Too many college students have been subject to teachers’ aids who think they are too clever to be stuck teaching mere underclassmen. For that reason, [The Thought Emporium] is important because he approaches learning with gusto and is always ready to learn something new himself and teach anyone who wants to learn. When he released a video about staining and observing plant samples, he avoided the biggest pitfalls often seen in college or high school labs. Instead of calling out the steps by rote, he walks us through them with useful camera angles and close-ups. Rather than just pointing at a bottle and saying, “the blue one,” he tells us what is inside and why it is essential. Instead of telling us precisely what we need to see to get a passing grade, he lets our minds wonder about what we might see and shows us examples that make the experiment seem exciting. The video can also be seen below the break.

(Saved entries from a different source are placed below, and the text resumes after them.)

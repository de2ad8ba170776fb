/*!
Text to viseme timeline.

This is a heuristic, not a phoneme aligner. Each character gets a coarse mouth
shape and a uniform duration derived from a speaking rate, which is close enough
to look alive while the real audio plays.
*/

use super::Viseme;

pub const DEFAULT_WORDS_PER_MINUTE: f32 = 160.0;

const MIN_CHAR_MS: f64 = 40.0;
const MAX_CHAR_MS: f64 = 140.0;
/// Characters without a viseme still take up this fraction of a character.
const GAP_FACTOR: f64 = 0.6;
/// Same-shape segments closer than this are merged.
const MERGE_GAP_MS: f64 = 10.0;

#[derive(Debug, Clone, Copy, PartialEq)]
pub struct VisemeSegment {
    pub start_ms: f64,
    pub viseme: Viseme,
    pub duration_ms: f64,
}

impl VisemeSegment {
    pub fn end_ms(&self) -> f64 {
        self.start_ms + self.duration_ms
    }

    pub fn contains(&self, elapsed_ms: f64) -> bool {
        elapsed_ms >= self.start_ms && elapsed_ms < self.end_ms()
    }
}

/// Ordered viseme segments for one utterance.
#[derive(Debug, Clone, Default, PartialEq)]
pub struct VisemeTimeline {
    segments: Vec<VisemeSegment>,
}

impl VisemeTimeline {
    /// Build a timeline for `text` spoken at `words_per_minute`.
    ///
    /// Identical input always produces an identical timeline.
    pub fn build(text: &str, words_per_minute: f32) -> Self {
        let char_count = text.chars().count();
        if char_count == 0 || text.trim().is_empty() || words_per_minute <= 0.0 {
            return Self::default();
        }

        let words = text.split_whitespace().count().max(1) as f64;
        let total_ms = words / words_per_minute as f64 * 60_000.0;
        let per_char = (total_ms / char_count.max(10) as f64).clamp(MIN_CHAR_MS, MAX_CHAR_MS);

        let mut segments: Vec<VisemeSegment> = vec![];
        let mut t = 0.0;
        for c in text.chars() {
            let Some(viseme) = Viseme::from_char(c) else {
                t += per_char * GAP_FACTOR;
                continue;
            };

            match segments.last_mut() {
                Some(last) if last.viseme == viseme && t - last.end_ms() <= MERGE_GAP_MS => {
                    last.duration_ms = t + per_char - last.start_ms;
                }
                _ => segments.push(VisemeSegment {
                    start_ms: t,
                    viseme,
                    duration_ms: per_char,
                }),
            }
            t += per_char;
        }

        Self { segments }
    }

    pub fn is_empty(&self) -> bool {
        self.segments.is_empty()
    }

    pub fn len(&self) -> usize {
        self.segments.len()
    }

    pub fn iter(&self) -> std::slice::Iter<'_, VisemeSegment> {
        self.segments.iter()
    }

    pub fn segments(&self) -> &[VisemeSegment] {
        &self.segments
    }

    /// The segment covering `elapsed_ms`, if any. Gaps count as silence.
    pub fn segment_at(&self, elapsed_ms: f64) -> Option<&VisemeSegment> {
        self.segments.iter().find(|s| s.contains(elapsed_ms))
    }

    pub fn viseme_at(&self, elapsed_ms: f64) -> Option<Viseme> {
        self.segment_at(elapsed_ms).map(|s| s.viseme)
    }

    /// End of the last segment.
    pub fn total_ms(&self) -> f64 {
        self.segments.last().map(VisemeSegment::end_ms).unwrap_or_default()
    }
}

impl<'a> IntoIterator for &'a VisemeTimeline {
    type Item = &'a VisemeSegment;
    type IntoIter = std::slice::Iter<'a, VisemeSegment>;

    fn into_iter(self) -> Self::IntoIter {
        self.iter()
    }
}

The process of staining can be found in a biology textbook, and some people learn best by reading, but we haven’t read a manual that makes a rudimentary lab seem like the wardrobe to Narnia, so he gets credit for that. Admittedly, you have to handle a wicked sharp razor, and the chance of failure is never zero. In fact, he will tell you, the opportunities to fail are everywhere. The road to science isn’t freshly paved, it needs pavers.

If a biology lab isn’t in your personal budget, a hackerspace may have one or need one. If you are wondering where you’ve heard [The Thought Emporium]’s voice before, it is because he is fighting lactose intolerance like a hacker.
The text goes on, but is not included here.